オルハたちがそうしているうちに、鈴原が俺の耳元でそっと囁く。
……なんかいちいちどきどきする。
「亜沙美が言ってた人たちだよね? でも、その……首輪、してないね」
〝お噂はかねがね〟というお噂の出処はやっぱり高木だったか。
「首輪、どうにか外せたらしい」
俺も耳打ちで返すと、鈴原は「ひゃっ」と飛び上がり、それを誤魔化すように「そ、そうなんだ、よかったー」と視線をそらした。
俺たちの様子に祁答院はふっと笑みを漏らし、話をそらすように声をかけてきた。さすがイケメン。
「本当に珍しい組み合わせだね。亜沙美たちは?」
「う、うんー、みんなリディアさんに魔法を教えてもらってるんだー」
鈴原の「リディア」という言葉に、木箱の開錠をしていたミーナは跳び上がり、木箱の中身をアイテムボックスに仕舞うオルハの肩が震えた。
「リディアのこと知ってんのか?」
「ああ。リディアさんはふたりのソウルケージをリンクしてくれたんだ」
そういえばソウルケージはリンクって作業をしないと、予備のボディとソウルを用意しておけないんだったか。

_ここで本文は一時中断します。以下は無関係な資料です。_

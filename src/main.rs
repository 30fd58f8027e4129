//! Admin command line for the KPI engine. Every command prints JSON on stdout.

use chrono::NaiveDate;
use clap::{Args, Parser, Subcommand};
use dotenvy::dotenv;
use kpi_engine::{
    config::{database, plan},
    core::{
        actuals::get_actuals,
        contract_status::{delete_contract_status, list_contract_statuses, upsert_contract_status},
        contracts::{create_contract, create_ledger_entry},
        metrics::{
            MetricInput, delete_metric_definition, list_metrics, set_metric_active,
            upsert_metric_definition,
        },
        overrides::{create_override, delete_override, list_overrides},
        recompute::{RecomputeEngine, RecomputeErrorKind, RecomputeStatus},
        report::monthly_scorecard,
        seed::{seed_baseline, seed_from_plan},
        state::last_recompute_at,
        targets::{list_targets, upsert_monthly_target},
    },
    entities::{LedgerKind, MetricKind},
    errors::{Error, Result},
};
use serde::Serialize;
use serde_json::json;
use std::path::PathBuf;
use tracing::error;
use tracing_subscriber::EnvFilter;

#[derive(Parser, Debug)]
#[command(
    name = "kpi-engine",
    about = "Compute, override and inspect monthly KPI metrics",
    version
)]
struct Cli {
    #[command(subcommand)]
    command: Command,
}

#[derive(Subcommand, Debug)]
enum Command {
    /// Upsert metric definitions and monthly targets (baseline plan unless --plan is given)
    Seed {
        /// TOML seed plan to load instead of the embedded baseline
        #[arg(long)]
        plan: Option<PathBuf>,
    },
    /// Recompute and persist every metric of a year
    Recompute(YearArgs),
    /// When a year was last persisted
    LastRun(YearArgs),
    /// Read persisted actuals
    Actuals {
        #[arg(long)]
        year: i32,
        #[arg(long)]
        month: Option<u32>,
        /// Metric key
        #[arg(long)]
        metric: Option<String>,
    },
    /// Actual against target for every active metric of one month
    Scorecard {
        #[arg(long)]
        year: i32,
        #[arg(long)]
        month: u32,
    },
    /// Metric definitions
    Metric {
        #[command(subcommand)]
        command: MetricCommand,
    },
    /// Monthly targets
    Target {
        #[command(subcommand)]
        command: TargetCommand,
    },
    /// Manual overrides
    Override {
        #[command(subcommand)]
        command: OverrideCommand,
    },
    /// Contract status classification
    Status {
        #[command(subcommand)]
        command: StatusCommand,
    },
    /// Record a contract
    Contract(ContractArgs),
    /// Record a revenue or expense posting
    Ledger(LedgerArgs),
}

#[derive(Args, Debug)]
struct YearArgs {
    #[arg(long)]
    year: i32,
}

#[derive(Subcommand, Debug)]
enum MetricCommand {
    /// List every definition, active or not
    List,
    /// Create a definition or rewrite the one with the same key
    Set {
        #[arg(long)]
        key: String,
        #[arg(long)]
        title: String,
        /// Formula over other metrics; makes the metric derived
        #[arg(long)]
        formula: Option<String>,
        #[arg(long, default_value = "")]
        unit: String,
        /// Store the metric switched off
        #[arg(long)]
        inactive: bool,
    },
    /// Switch a metric on or off
    Activate {
        #[arg(long)]
        key: String,
        #[arg(long, action = clap::ArgAction::Set)]
        active: bool,
    },
    /// Delete a metric that nothing references any more
    Delete {
        #[arg(long)]
        key: String,
    },
}

#[derive(Subcommand, Debug)]
enum TargetCommand {
    /// Create or replace the target of one metric and month
    Set {
        #[arg(long)]
        year: i32,
        #[arg(long)]
        month: u32,
        #[arg(long)]
        metric: String,
        #[arg(long, allow_hyphen_values = true)]
        value: f64,
    },
    /// List the targets of a year
    List(YearArgs),
}

#[derive(Subcommand, Debug)]
enum OverrideCommand {
    /// Create or replace the override of one metric and month
    Set {
        #[arg(long)]
        year: i32,
        #[arg(long)]
        month: u32,
        #[arg(long)]
        metric: String,
        #[arg(long, allow_hyphen_values = true)]
        value: f64,
        #[arg(long, default_value = "")]
        note: String,
        #[arg(long, default_value = "cli")]
        updated_by: String,
    },
    /// Delete an override by id
    Delete {
        #[arg(long)]
        id: i64,
    },
    /// List the overrides of a year
    List(YearArgs),
}

#[derive(Subcommand, Debug)]
enum StatusCommand {
    /// Create or update a status classification
    Set {
        #[arg(long)]
        status: String,
        /// Whether contracts in this status count as active
        #[arg(long, action = clap::ArgAction::Set)]
        active: bool,
    },
    /// Delete a status classification by id
    Delete {
        #[arg(long)]
        id: i64,
    },
    /// List every status classification
    List,
}

#[derive(Args, Debug)]
struct ContractArgs {
    #[arg(long)]
    client: String,
    #[arg(long)]
    status: String,
    #[arg(long)]
    monthly_value: f64,
    /// Start date (YYYY-MM-DD)
    #[arg(long, value_parser = parse_date)]
    start: NaiveDate,
    /// End date (YYYY-MM-DD), exclusive
    #[arg(long, value_parser = parse_date)]
    end: Option<NaiveDate>,
}

#[derive(Args, Debug)]
struct LedgerArgs {
    /// Posting date (YYYY-MM-DD)
    #[arg(long, value_parser = parse_date)]
    date: NaiveDate,
    #[arg(long, allow_hyphen_values = true)]
    amount: f64,
    /// Record an expense instead of revenue
    #[arg(long)]
    expense: bool,
    #[arg(long, default_value = "")]
    description: String,
}

fn parse_date(value: &str) -> std::result::Result<NaiveDate, String> {
    NaiveDate::parse_from_str(value, "%Y-%m-%d").map_err(|e| format!("invalid date '{value}': {e}"))
}

fn print_json<T: Serialize>(value: &T) -> Result<()> {
    println!("{}", serde_json::to_string_pretty(value)?);
    Ok(())
}

#[tokio::main(flavor = "current_thread")]
async fn main() -> Result<()> {
    tracing_subscriber::fmt()
        .with_env_filter(
            EnvFilter::try_from_default_env().unwrap_or_else(|_| EnvFilter::new("info")),
        )
        .with_writer(std::io::stderr)
        .init();

    // Env vars can also be set externally
    dotenv().ok();

    let cli = Cli::parse();
    let db = database::create_connection()
        .await
        .inspect_err(|e| error!("Failed to initialize database: {e}"))?;

    match cli.command {
        Command::Seed { plan: None } => print_json(&seed_baseline(&db).await?),
        Command::Seed { plan: Some(path) } => {
            let plan = plan::load_plan(&path)?;
            print_json(&seed_from_plan(&db, &plan).await?)
        }
        Command::Recompute(YearArgs { year }) => {
            let result = RecomputeEngine::new(db).recompute(year).await?;
            print_json(&result)?;
            if result.status == RecomputeStatus::Failed {
                let message = result
                    .errors
                    .iter()
                    .filter(|e| e.kind == RecomputeErrorKind::Persistence)
                    .map(|e| e.message.as_str())
                    .collect::<Vec<_>>()
                    .join("; ");
                return Err(Error::RecomputeNotPersisted { year, message });
            }
            Ok(())
        }
        Command::LastRun(YearArgs { year }) => {
            let at = last_recompute_at(&db, year).await?;
            print_json(&json!({ "year": year, "lastRecomputeAt": at }))
        }
        Command::Actuals {
            year,
            month,
            metric,
        } => print_json(&get_actuals(&db, year, month, metric.as_deref()).await?),
        Command::Scorecard { year, month } => {
            print_json(&monthly_scorecard(&db, year, month).await?)
        }
        Command::Metric { command } => match command {
            MetricCommand::List => print_json(&list_metrics(&db).await?),
            MetricCommand::Set {
                key,
                title,
                formula,
                unit,
                inactive,
            } => {
                let kind = if formula.is_some() {
                    MetricKind::Derived
                } else {
                    MetricKind::Base
                };
                let input = MetricInput {
                    key,
                    title,
                    kind,
                    formula,
                    unit,
                    active: !inactive,
                };
                print_json(&upsert_metric_definition(&db, input).await?)
            }
            MetricCommand::Activate { key, active } => {
                print_json(&set_metric_active(&db, &key, active).await?)
            }
            MetricCommand::Delete { key } => {
                delete_metric_definition(&db, &key).await?;
                print_json(&json!({ "deleted": key }))
            }
        },
        Command::Target { command } => match command {
            TargetCommand::Set {
                year,
                month,
                metric,
                value,
            } => print_json(&upsert_monthly_target(&db, year, month, &metric, value).await?),
            TargetCommand::List(YearArgs { year }) => print_json(&list_targets(&db, year).await?),
        },
        Command::Override { command } => match command {
            OverrideCommand::Set {
                year,
                month,
                metric,
                value,
                note,
                updated_by,
            } => print_json(
                &create_override(&db, year, month, &metric, value, &note, &updated_by).await?,
            ),
            OverrideCommand::Delete { id } => {
                delete_override(&db, id).await?;
                print_json(&json!({ "deleted": id }))
            }
            OverrideCommand::List(YearArgs { year }) => {
                print_json(&list_overrides(&db, year).await?)
            }
        },
        Command::Status { command } => match command {
            StatusCommand::Set { status, active } => {
                print_json(&upsert_contract_status(&db, &status, active).await?)
            }
            StatusCommand::Delete { id } => {
                delete_contract_status(&db, id).await?;
                print_json(&json!({ "deleted": id }))
            }
            StatusCommand::List => print_json(&list_contract_statuses(&db).await?),
        },
        Command::Contract(args) => print_json(
            &create_contract(
                &db,
                &args.client,
                &args.status,
                args.monthly_value,
                args.start,
                args.end,
            )
            .await?,
        ),
        Command::Ledger(args) => {
            let kind = if args.expense {
                LedgerKind::Expense
            } else {
                LedgerKind::Revenue
            };
            print_json(
                &create_ledger_entry(&db, args.date, args.amount, kind, &args.description).await?,
            )
        }
    }
}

コボたろうたちはリンクしてなくてもシュウマツで大丈夫だったけど、人間と召喚モンスターじゃ勝手が違うのかもしれない。
「アンタはここでなにしてんの? レベル上げ?」
「そんなところだね。みんなには悪いことをしてしまったかな」
祁答院はモンスターを全部倒してしまい、俺たちが無駄足になったことを言っているのだろう。
しかし、こんなのは早いもんがちだ。祁答院もそれがわかってるからこそ、大して悪びれる様子もなく笑顔を見せている。
そんなところに、ミーナがおずおずと声をかけてきた。
「ユーマしゃまぁ、ごめんなしゃい……この大きな箱、ミーナには難しいでしゅ」
指さすのは、ピピンが落とした黒く大きな木箱。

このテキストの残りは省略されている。